2019 | Christian Marxsen, Anne Peters (eds); Reparation for Victims of Armed Conflict: Impulses from the Max Planck Trialogues, MPIL Research Paper Series no. 2018-19

This set of short essays published by the Max Planck Institute presents (in outline) the most up-to-date account of the current state of the international law of reparations that is available at the date of posting (18 Sept 2019). It brings together the perspectives of many of the most distinguished legal scholars in this field and will help readers to understand how the law has developed in recent decades and also why it has not become more consolidated than some may have hoped in the period since the UN’s Basic Principles on the right to a Remedy of 2005.

Abstract
The international law on reparation for victims of armed conflict is complex. Numerous fields of international law are involved, among them, international human rights law, international criminal law, international humanitarian law, and the law on State responsibility. In addition to this complexity, reparation-related questions are often highly politically charged. They are focal points of contestation about moral values, different conceptions of justice, and approaches to international law, including the status of the individual human being in this order. Against this backdrop, the collection of short essays explores whether and under which circumstances individuals have a right to reparation under international law.

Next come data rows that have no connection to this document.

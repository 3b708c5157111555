//! Turns a [`Notification`] into toast XML and the PowerShell script that
//! shows it.
//!
//! Unset options render as their defaults, and every optional element is
//! left out entirely when its source value is empty.

use core::fmt::Write as _;
use std::borrow::Cow;

use crate::error::RenderError;
use crate::toast::{Audio, Notification, Scenario};

/// Bound as the notifier id when the request carries none.
pub const FALLBACK_APP_ID: &str = "Windows App";

const PREAMBLE: &str = "\
[Windows.UI.Notifications.ToastNotificationManager, Windows.UI.Notifications, ContentType = WindowsRuntime] | Out-Null
[Windows.UI.Notifications.ToastNotification, Windows.UI.Notifications, ContentType = WindowsRuntime] | Out-Null
[Windows.Data.Xml.Dom.XmlDocument, Windows.Data.Xml.Dom.XmlDocument, ContentType = WindowsRuntime] | Out-Null
";

const TRAILER: &str = "\
$xml = New-Object Windows.Data.Xml.Dom.XmlDocument
$xml.LoadXml($template)
$toast = New-Object Windows.UI.Notifications.ToastNotification $xml
[Windows.UI.Notifications.ToastNotificationManager]::CreateToastNotifier($APP_ID).Show($toast)
";

/// The full PowerShell script: WinRT type loading, app id binding, the toast
/// XML in an expandable here-string, and the call that shows it.
///
/// # Errors
///
/// Returns [`RenderError`] if the formatter fails. Field contents are never
/// rejected.
pub fn script(notification: &Notification) -> Result<String, RenderError> {
    let app_id = if notification.app_id.is_empty() {
        FALLBACK_APP_ID
    } else {
        &notification.app_id
    };

    let mut out = String::new();
    out.push_str(PREAMBLE);
    writeln!(out)?;
    writeln!(out, "$APP_ID = '{}'", single_quoted(app_id))?;
    writeln!(out)?;
    writeln!(out, "$template = @\"")?;
    write_toast(&mut out, notification, here_string)?;
    writeln!(out, "\"@")?;
    out.push_str(TRAILER);

    Ok(out)
}

/// Just the toast XML, as PowerShell sees it after expanding the here-string.
///
/// # Errors
///
/// Returns [`RenderError`] if the formatter fails.
pub fn toast_xml(notification: &Notification) -> Result<String, RenderError> {
    let mut out = String::new();
    write_toast(&mut out, notification, Cow::Borrowed)?;
    Ok(out)
}

/// Only a non-default scenario adds a `scenario` attribute to `<toast>`, so
/// default payloads keep the classic attribute set.
fn write_toast<'a>(
    out: &mut String,
    n: &'a Notification,
    quote: fn(&'a str) -> Cow<'a, str>,
) -> core::fmt::Result {
    write!(
        out,
        "<toast activationType=\"{}\" launch=\"{}\" duration=\"{}\"",
        n.activation_type.unwrap_or_default(),
        quote(&n.activation_arguments),
        n.duration.unwrap_or_default(),
    )?;
    match n.scenario.unwrap_or_default() {
        Scenario::Default => {}
        scenario => write!(out, " scenario=\"{scenario}\"")?,
    }
    writeln!(out, ">")?;

    writeln!(out, "    <visual>")?;
    writeln!(out, "        <binding template=\"ToastGeneric\">")?;

    if !n.icon.is_empty() {
        let crop = if n.hint_crop_circle {
            " hint-crop=\"circle\""
        } else {
            ""
        };
        writeln!(
            out,
            "            <image placement=\"appLogoOverride\"{crop} src=\"{}\" />",
            quote(&n.icon)
        )?;
    }
    if !n.hero.is_empty() {
        writeln!(
            out,
            "            <image placement=\"hero\" src=\"{}\" />",
            quote(&n.hero)
        )?;
    }
    if !n.inline_image.is_empty() {
        writeln!(out, "            <image src=\"{}\" />", quote(&n.inline_image))?;
    }
    for text in [&n.title, &n.message, &n.attribution] {
        if !text.is_empty() {
            writeln!(out, "            <text><![CDATA[{}]]></text>", quote(text))?;
        }
    }

    writeln!(out, "        </binding>")?;
    writeln!(out, "    </visual>")?;

    match n.audio.unwrap_or_default() {
        Audio::Silent => writeln!(out, "    <audio silent=\"true\" />")?,
        cue => writeln!(out, "    <audio src=\"{cue}\" loop=\"{}\" />", n.loop_audio)?,
    }

    if !n.actions.is_empty() {
        writeln!(out, "    <actions>")?;
        for action in &n.actions {
            write!(
                out,
                "        <action activationType=\"{}\" content=\"{}\" arguments=\"{}\"",
                action.activation_type,
                quote(&action.content),
                quote(&action.arguments),
            )?;
            if !action.image_uri.is_empty() {
                write!(out, " imageUri=\"{}\"", quote(&action.image_uri))?;
            }
            writeln!(out, " />")?;
        }
        writeln!(out, "    </actions>")?;
    }

    writeln!(out, "</toast>")
}

/// PowerShell reads these as `"` too.
const DOUBLE_QUOTES: [char; 4] = ['"', '\u{201C}', '\u{201D}', '\u{201E}'];

/// PowerShell reads these as `'` too.
const SINGLE_QUOTES: [char; 5] = ['\'', '\u{2018}', '\u{2019}', '\u{201A}', '\u{201B}'];

/// Keeps `@" "@` from expanding variables or ending early.
fn here_string(value: &str) -> Cow<'_, str> {
    let special = |c: char| c == '`' || c == '$' || DOUBLE_QUOTES.contains(&c);
    if !value.contains(special) {
        return Cow::Borrowed(value);
    }

    let mut escaped = String::with_capacity(value.len() + 4);
    for c in value.chars() {
        if special(c) {
            escaped.push('`');
        }
        escaped.push(c);
    }
    Cow::Owned(escaped)
}

/// Doubles every quote that would end a `'...'` literal.
fn single_quoted(value: &str) -> Cow<'_, str> {
    if !value.contains(SINGLE_QUOTES) {
        return Cow::Borrowed(value);
    }

    let mut escaped = String::with_capacity(value.len() + 2);
    for c in value.chars() {
        if SINGLE_QUOTES.contains(&c) {
            escaped.push(c);
        }
        escaped.push(c);
    }
    Cow::Owned(escaped)
}
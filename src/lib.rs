//! Windows toast notifications, shown by handing toast XML to PowerShell.
//!
//! ```no_run
//! use wintoast::{Audio, Notification};
//!
//! Notification::new()
//!     .title("Build")
//!     .message("Done")
//!     .audio(Audio::Default)
//!     .send()?;
//! # Ok::<(), wintoast::Error>(())
//! ```

#![warn(clippy::pedantic)]
#![warn(clippy::std_instead_of_core)]
#![warn(clippy::str_to_string)]
#![warn(clippy::unused_trait_names)]

pub mod dispatch;
pub mod error;
pub mod render;
pub mod toast;

pub use dispatch::{Interpreter, PowerShell};
pub use error::{DispatchError, Error, ParseEnumError, RenderError};
pub use toast::{Action, ActivationType, Audio, Duration, Notification, Scenario};
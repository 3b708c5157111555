use std::env;
use std::path::{Path, PathBuf};

use anyhow::Context as _;
use anyhow::{anyhow, ensure};
use url::Url;
use wintoast::{Action, Audio, Duration, Notification};

use crate::Args;

pub const APP_ID_ENV: &str = "WINTOAST_APP_ID";

impl Args {
    pub fn notification(&self) -> anyhow::Result<Notification> {
        let mut notification = Notification::new()
            .app_id(app_id(self.app_id.as_deref()))
            .title(&self.title)
            .message(self.message.as_deref().unwrap_or_default())
            .attribution(self.attribution.as_deref().unwrap_or_default())
            .activation_arguments(self.launch.as_deref().unwrap_or_default())
            .loop_audio(self.r#loop)
            .hint_crop_circle(self.circle);

        notification.activation_type = self.activation_type;
        notification.scenario = self.scenario;
        notification.audio = self.audio;

        if plays_once(self.audio, self.r#loop) {
            log::warn!("Looping sound cues are usually combined with --loop");
        }

        if self.long {
            notification = notification.duration(Duration::Long);
        }

        if let Some(ref icon) = self.icon {
            notification = notification.icon(image_uri(icon).context("Invalid --icon")?);
        }

        if let Some(ref hero) = self.hero {
            notification = notification.hero(image_uri(hero).context("Invalid --hero")?);
        }

        if let Some(ref image) = self.image {
            notification = notification.inline_image(image_uri(image).context("Invalid --image")?);
        }

        for action in &self.action {
            notification = notification.action(parse_action(action)?);
        }

        Ok(notification)
    }
}

/// A `Looping.*` cue without the loop flag only plays once.
fn plays_once(audio: Option<Audio>, looped: bool) -> bool {
    !looped && audio.is_some_and(Audio::is_looping)
}

fn app_id(arg: Option<&str>) -> String {
    if let Some(app_id) = arg {
        app_id.to_owned()
    } else if let Ok(app_id) = env::var(APP_ID_ENV) {
        app_id
    } else {
        log::debug!("No app id given, the toast is shown as a generic app");
        String::new()
    }
}

/// Accepts a URI as-is, or turns a local path into a `file:///` URI.
pub fn image_uri(value: &str) -> anyhow::Result<String> {
    // Single letter schemes are Windows drive letters, not URIs.
    if let Ok(url) = Url::parse(value)
        && url.scheme().len() > 1
    {
        return Ok(url.into());
    }

    let expanded = shellexpand::tilde(value);
    let path = absolute(Path::new(expanded.as_ref()))?;

    Url::from_file_path(&path)
        .map(String::from)
        .map_err(|()| anyhow!("Cannot turn '{}' into a file URI", path.display()))
}

fn absolute(path: &Path) -> anyhow::Result<PathBuf> {
    if path.is_absolute() {
        return Ok(path.to_owned());
    }

    let cwd = env::current_dir().context("Failed to read the current directory")?;
    Ok(cwd.join(path))
}

/// Parses `content|arguments[|activationType]`.
pub fn parse_action(value: &str) -> anyhow::Result<Action> {
    let mut parts = value.split('|');

    let content = parts
        .next()
        .filter(|x| !x.is_empty())
        .ok_or_else(|| anyhow!("Missing content in action '{value}'"))?;

    let arguments = parts
        .next()
        .ok_or_else(|| anyhow!("Missing arguments in action '{value}'"))?;

    let mut action = Action::new(content, arguments);

    if let Some(activation_type) = parts.next() {
        let activation_type = activation_type
            .parse()
            .with_context(|| format!("Invalid action '{value}'"))?;
        action = action.activation_type(activation_type);
    }

    ensure!(
        parts.next().is_none(),
        "Too many fields in action '{}', expected content|arguments[|activationType]",
        value
    );

    Ok(action)
}

#[cfg(test)]
mod tests {
    use pretty_assertions::assert_eq;
    use wintoast::ActivationType;

    use super::*;

    #[test]
    fn uris_pass_through() {
        assert_eq!(
            image_uri("https://example.com/hero.png").unwrap(),
            "https://example.com/hero.png"
        );
        assert_eq!(
            image_uri("ms-appx:///Assets/logo.png").unwrap(),
            "ms-appx:///Assets/logo.png"
        );
    }

    #[cfg(unix)]
    #[test]
    fn absolute_paths_become_file_uris() {
        assert_eq!(
            image_uri("/usr/share/icons/build ok.png").unwrap(),
            "file:///usr/share/icons/build%20ok.png"
        );
    }

    #[test]
    fn relative_paths_resolve_against_cwd() {
        let uri = image_uri("icon.png").unwrap();
        let expected = Url::from_file_path(env::current_dir().unwrap().join("icon.png")).unwrap();

        assert_eq!(uri, expected.as_str());
    }

    #[test]
    fn looping_cue_without_loop_flag() {
        assert!(plays_once(Some(Audio::LoopingAlarm2), false));
        assert!(!plays_once(Some(Audio::LoopingAlarm2), true));
        assert!(!plays_once(Some(Audio::Mail), false));
        assert!(!plays_once(None, false));
    }

    #[test]
    fn action_with_defaults() {
        assert_eq!(
            parse_action("Open|app:open").unwrap(),
            Action::new("Open", "app:open")
        );
    }

    #[test]
    fn action_with_activation_type() {
        assert_eq!(
            parse_action("Snooze|snooze|background").unwrap(),
            Action::new("Snooze", "snooze").activation_type(ActivationType::Background)
        );
    }

    #[test]
    fn action_allows_empty_arguments() {
        assert_eq!(parse_action("Ok|").unwrap(), Action::new("Ok", ""));
    }

    #[test]
    fn malformed_actions_are_rejected() {
        assert!(parse_action("").is_err());
        assert!(parse_action("Open").is_err());
        assert!(parse_action("|open").is_err());
        assert!(parse_action("Open|open|sideways").is_err());
        assert!(parse_action("Open|open|system|extra").is_err());
    }
}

The introduction unpacks the legal dimensions and identifies the currently most controversial issues. One set of essays then analyses, from different angles, whether a right to reparation exists as a matter of law. Another set recounts experiences with the implementation of reparation mechanisms and discusses the challenges. A third group of essays addresses the role of domestic courts. The essays (‘impulses’) are one outcome of the Max Planck Trialogue workshop on reparation for victims of armed conflict, held in November 2017 in Berlin.